### Provided data
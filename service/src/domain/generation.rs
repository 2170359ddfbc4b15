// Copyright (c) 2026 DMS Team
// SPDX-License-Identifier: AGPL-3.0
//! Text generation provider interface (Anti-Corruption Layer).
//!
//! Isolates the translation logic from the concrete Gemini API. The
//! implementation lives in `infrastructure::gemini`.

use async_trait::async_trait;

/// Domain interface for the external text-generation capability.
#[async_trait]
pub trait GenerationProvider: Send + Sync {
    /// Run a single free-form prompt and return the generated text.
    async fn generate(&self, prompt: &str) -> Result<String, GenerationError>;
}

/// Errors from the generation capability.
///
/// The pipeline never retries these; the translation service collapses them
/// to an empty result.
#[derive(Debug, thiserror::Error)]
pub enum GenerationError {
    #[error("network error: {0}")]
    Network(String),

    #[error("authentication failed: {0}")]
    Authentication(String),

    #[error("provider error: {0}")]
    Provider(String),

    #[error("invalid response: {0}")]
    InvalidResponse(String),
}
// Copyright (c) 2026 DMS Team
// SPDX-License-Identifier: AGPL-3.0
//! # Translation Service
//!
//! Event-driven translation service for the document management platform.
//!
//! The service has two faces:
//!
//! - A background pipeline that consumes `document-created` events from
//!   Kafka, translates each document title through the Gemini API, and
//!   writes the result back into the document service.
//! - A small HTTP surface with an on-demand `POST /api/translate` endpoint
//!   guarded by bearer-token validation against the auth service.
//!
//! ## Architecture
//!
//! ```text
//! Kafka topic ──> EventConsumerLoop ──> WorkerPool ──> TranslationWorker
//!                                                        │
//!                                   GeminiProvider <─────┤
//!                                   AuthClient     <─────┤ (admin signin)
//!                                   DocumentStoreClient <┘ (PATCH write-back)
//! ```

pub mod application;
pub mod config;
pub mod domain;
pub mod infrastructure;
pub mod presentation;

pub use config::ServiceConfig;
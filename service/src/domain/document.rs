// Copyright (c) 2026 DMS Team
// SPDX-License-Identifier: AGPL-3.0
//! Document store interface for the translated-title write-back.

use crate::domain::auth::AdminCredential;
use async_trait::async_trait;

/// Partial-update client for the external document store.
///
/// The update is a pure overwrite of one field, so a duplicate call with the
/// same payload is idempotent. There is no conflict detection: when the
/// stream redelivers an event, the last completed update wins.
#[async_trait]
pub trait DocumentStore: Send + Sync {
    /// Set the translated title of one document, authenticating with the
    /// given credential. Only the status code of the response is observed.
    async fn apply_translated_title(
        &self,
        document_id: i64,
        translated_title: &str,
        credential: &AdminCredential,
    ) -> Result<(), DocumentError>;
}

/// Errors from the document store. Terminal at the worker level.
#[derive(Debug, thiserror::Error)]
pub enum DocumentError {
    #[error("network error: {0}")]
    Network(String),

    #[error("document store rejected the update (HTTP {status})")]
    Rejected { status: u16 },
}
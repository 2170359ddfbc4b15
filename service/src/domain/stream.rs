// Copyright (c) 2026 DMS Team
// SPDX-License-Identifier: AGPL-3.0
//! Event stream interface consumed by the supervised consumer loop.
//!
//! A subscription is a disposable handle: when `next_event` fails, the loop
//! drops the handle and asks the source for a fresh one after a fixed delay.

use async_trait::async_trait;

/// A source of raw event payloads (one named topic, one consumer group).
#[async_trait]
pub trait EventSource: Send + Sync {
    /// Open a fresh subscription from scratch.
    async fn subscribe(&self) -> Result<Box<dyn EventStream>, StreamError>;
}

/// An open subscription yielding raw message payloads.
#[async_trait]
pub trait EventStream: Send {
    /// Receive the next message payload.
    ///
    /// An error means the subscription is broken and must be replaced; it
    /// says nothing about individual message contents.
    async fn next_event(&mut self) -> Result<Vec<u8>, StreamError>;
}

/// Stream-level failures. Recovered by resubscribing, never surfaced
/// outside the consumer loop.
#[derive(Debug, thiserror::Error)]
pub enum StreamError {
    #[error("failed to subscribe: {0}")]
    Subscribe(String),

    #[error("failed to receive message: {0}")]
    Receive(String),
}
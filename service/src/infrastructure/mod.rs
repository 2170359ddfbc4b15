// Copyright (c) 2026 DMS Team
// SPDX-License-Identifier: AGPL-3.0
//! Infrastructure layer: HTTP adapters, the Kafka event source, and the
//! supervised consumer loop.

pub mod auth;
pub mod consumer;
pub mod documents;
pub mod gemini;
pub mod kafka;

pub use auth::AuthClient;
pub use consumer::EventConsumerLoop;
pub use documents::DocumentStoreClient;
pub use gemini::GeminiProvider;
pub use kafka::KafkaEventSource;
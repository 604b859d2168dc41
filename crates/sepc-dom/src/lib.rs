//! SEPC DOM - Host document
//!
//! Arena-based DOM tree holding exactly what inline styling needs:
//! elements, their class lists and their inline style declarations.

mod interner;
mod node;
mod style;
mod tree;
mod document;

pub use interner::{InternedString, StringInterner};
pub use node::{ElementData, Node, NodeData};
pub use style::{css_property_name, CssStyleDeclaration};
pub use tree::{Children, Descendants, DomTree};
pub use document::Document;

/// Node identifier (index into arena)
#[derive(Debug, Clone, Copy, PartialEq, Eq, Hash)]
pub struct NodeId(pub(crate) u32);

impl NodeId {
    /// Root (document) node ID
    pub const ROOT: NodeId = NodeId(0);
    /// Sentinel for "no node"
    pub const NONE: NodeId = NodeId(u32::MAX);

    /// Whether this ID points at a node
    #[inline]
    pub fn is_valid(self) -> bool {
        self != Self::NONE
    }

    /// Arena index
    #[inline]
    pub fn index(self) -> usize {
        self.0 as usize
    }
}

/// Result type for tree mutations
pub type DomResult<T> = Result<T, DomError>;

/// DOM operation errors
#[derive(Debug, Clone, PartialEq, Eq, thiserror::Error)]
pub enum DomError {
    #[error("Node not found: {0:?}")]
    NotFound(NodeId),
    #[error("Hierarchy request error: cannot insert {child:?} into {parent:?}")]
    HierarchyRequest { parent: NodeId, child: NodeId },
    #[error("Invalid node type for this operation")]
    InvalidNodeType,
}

### Assigned task
Please reproduce the entire listing. Keep it identical.

### Answer for this exercise
filename service/src/domain/generation.rs
repository 2170359ddfbc4b15
// Copyright (c) 2026 DMS Team
// SPDX-License-Identifier: AGPL-3.0
//! Text generation provider interface (Anti-Corruption Layer).
//!
//! Isolates the translation logic from the concrete Gemini API. The
//! implementation lives in `infrastructure::gemini`.

use async_trait::async_trait;

/// Domain interface for the external text-generation capability.
#[async_trait]
pub trait GenerationProvider: Send + Sync {
    /// Run a single free-form prompt and return the generated text.
    async fn generate(&self, prompt: &str) -> Result<String, GenerationError>;
}

/// Errors from the generation capability.
///
/// The pipeline never retries these; the translation service collapses them
/// to an empty result.
#[derive(Debug, thiserror::Error)]
pub enum GenerationError {
    #[error("network error: {0}")]
    Network(String),

    #[error("authentication failed: {0}")]
    Authentication(String),

    #[error("provider error: {0}")]
    Provider(String),

    #[error("invalid response: {0}")]
    InvalidResponse(String),
}
// Copyright (c) 2026 DMS Team
// SPDX-License-Identifier: AGPL-3.0
//! # Translation Service
//!
//! Event-driven translation service for the document management platform.
//!
//! The service has two faces:
//!
//! - A background pipeline that consumes `document-created` events from
//!   Kafka, translates each document title through the Gemini API, and
//!   writes the result back into the document service.
//! - A small HTTP surface with an on-demand `POST /api/translate` endpoint
//!   guarded by bearer-token validation against the auth service.
//!
//! ## Architecture
//!
//! ```text
//! Kafka topic ──> EventConsumerLoop ──> WorkerPool ──> TranslationWorker
//!                                                        │
//!                                   GeminiProvider <─────┤
//!                                   AuthClient     <─────┤ (admin signin)
//!                                   DocumentStoreClient <┘ (PATCH write-back)
//! ```

pub mod application;
pub mod config;
pub mod domain;
pub mod infrastructure;
pub mod presentation;

pub use config::ServiceConfig;
filename service/src/domain/document.rs
// Copyright (c) 2026 DMS Team
// SPDX-License-Identifier: AGPL-3.0
//! Document store interface for the translated-title write-back.

use crate::domain::auth::AdminCredential;
use async_trait::async_trait;

/// Partial-update client for the external document store.
///
/// The update is a pure overwrite of one field, so a duplicate call with the
/// same payload is idempotent. There is no conflict detection: when the
/// stream redelivers an event, the last completed update wins.
#[async_trait]
pub trait DocumentStore: Send + Sync {
    /// Set the translated title of one document, authenticating with the
    /// given credential. Only the status code of the response is observed.
    async fn apply_translated_title(
        &self,
        document_id: i64,
        translated_title: &str,
        credential: &AdminCredential,
    ) -> Result<(), DocumentError>;
}

/// Errors from the document store. Terminal at the worker level.
#[derive(Debug, thiserror::Error)]
pub enum DocumentError {
    #[error("network error: {0}")]
    Network(String),

    #[error("document store rejected the update (HTTP {status})")]
    Rejected { status: u16 },
}
repository 2170359ddfbc4b15
filename service/src/domain/stream.rs
// Copyright (c) 2026 DMS Team
// SPDX-License-Identifier: AGPL-3.0
//! Event stream interface consumed by the supervised consumer loop.
//!
//! A subscription is a disposable handle: when `next_event` fails, the loop
//! drops the handle and asks the source for a fresh one after a fixed delay.

use async_trait::async_trait;

/// A source of raw event payloads (one named topic, one consumer group).
#[async_trait]
pub trait EventSource: Send + Sync {
    /// Open a fresh subscription from scratch.
    async fn subscribe(&self) -> Result<Box<dyn EventStream>, StreamError>;
}

/// An open subscription yielding raw message payloads.
#[async_trait]
pub trait EventStream: Send {
    /// Receive the next message payload.
    ///
    /// An error means the subscription is broken and must be replaced; it
    /// says nothing about individual message contents.
    async fn next_event(&mut self) -> Result<Vec<u8>, StreamError>;
}

/// Stream-level failures. Recovered by resubscribing, never surfaced
/// outside the consumer loop.
#[derive(Debug, thiserror::Error)]
pub enum StreamError {
    #[error("failed to subscribe: {0}")]
    Subscribe(String),

    #[error("failed to receive message: {0}")]
    Receive(String),
}
filename service/src/infrastructure/mod.rs
repository 2170359ddfbc4b15
// Copyright (c) 2026 DMS Team
// SPDX-License-Identifier: AGPL-3.0
//! Infrastructure layer: HTTP adapters, the Kafka event source, and the
//! supervised consumer loop.

pub mod auth;
pub mod consumer;
pub mod documents;
pub mod gemini;
pub mod kafka;

pub use auth::AuthClient;
pub use consumer::EventConsumerLoop;
pub use documents::DocumentStoreClient;
pub use gemini::GeminiProvider;
pub use kafka::KafkaEventSource;
repository 604b859d2168dc41
filename crates/sepc-dom/src/lib.rs
//! SEPC DOM - Host document
//!
//! Arena-based DOM tree holding exactly what inline styling needs:
//! elements, their class lists and their inline style declarations.

mod interner;
mod node;
mod style;
mod tree;
mod document;

pub use interner::{InternedString, StringInterner};
pub use node::{ElementData, Node, NodeData};
pub use style::{css_property_name, CssStyleDeclaration};
pub use tree::{Children, Descendants, DomTree};
pub use document::Document;

/// Node identifier (index into arena)
#[derive(Debug, Clone, Copy, PartialEq, Eq, Hash)]
pub struct NodeId(pub(crate) u32);

impl NodeId {
    /// Root (document) node ID
    pub const ROOT: NodeId = NodeId(0);
    /// Sentinel for "no node"
    pub const NONE: NodeId = NodeId(u32::MAX);

    /// Whether this ID points at a node
    #[inline]
    pub fn is_valid(self) -> bool {
        self != Self::NONE
    }

    /// Arena index
    #[inline]
    pub fn index(self) -> usize {
        self.0 as usize
    }
}

/// Result type for tree mutations
pub type DomResult<T> = Result<T, DomError>;

/// DOM operation errors
#[derive(Debug, Clone, PartialEq, Eq, thiserror::Error)]
pub enum DomError {
    #[error("Node not found: {0:?}")]
    NotFound(NodeId),
    #[error("Hierarchy request error: cannot insert {child:?} into {parent:?}")]
    HierarchyRequest { parent: NodeId, child: NodeId },
    #[error("Invalid node type for this operation")]
    InvalidNodeType,
}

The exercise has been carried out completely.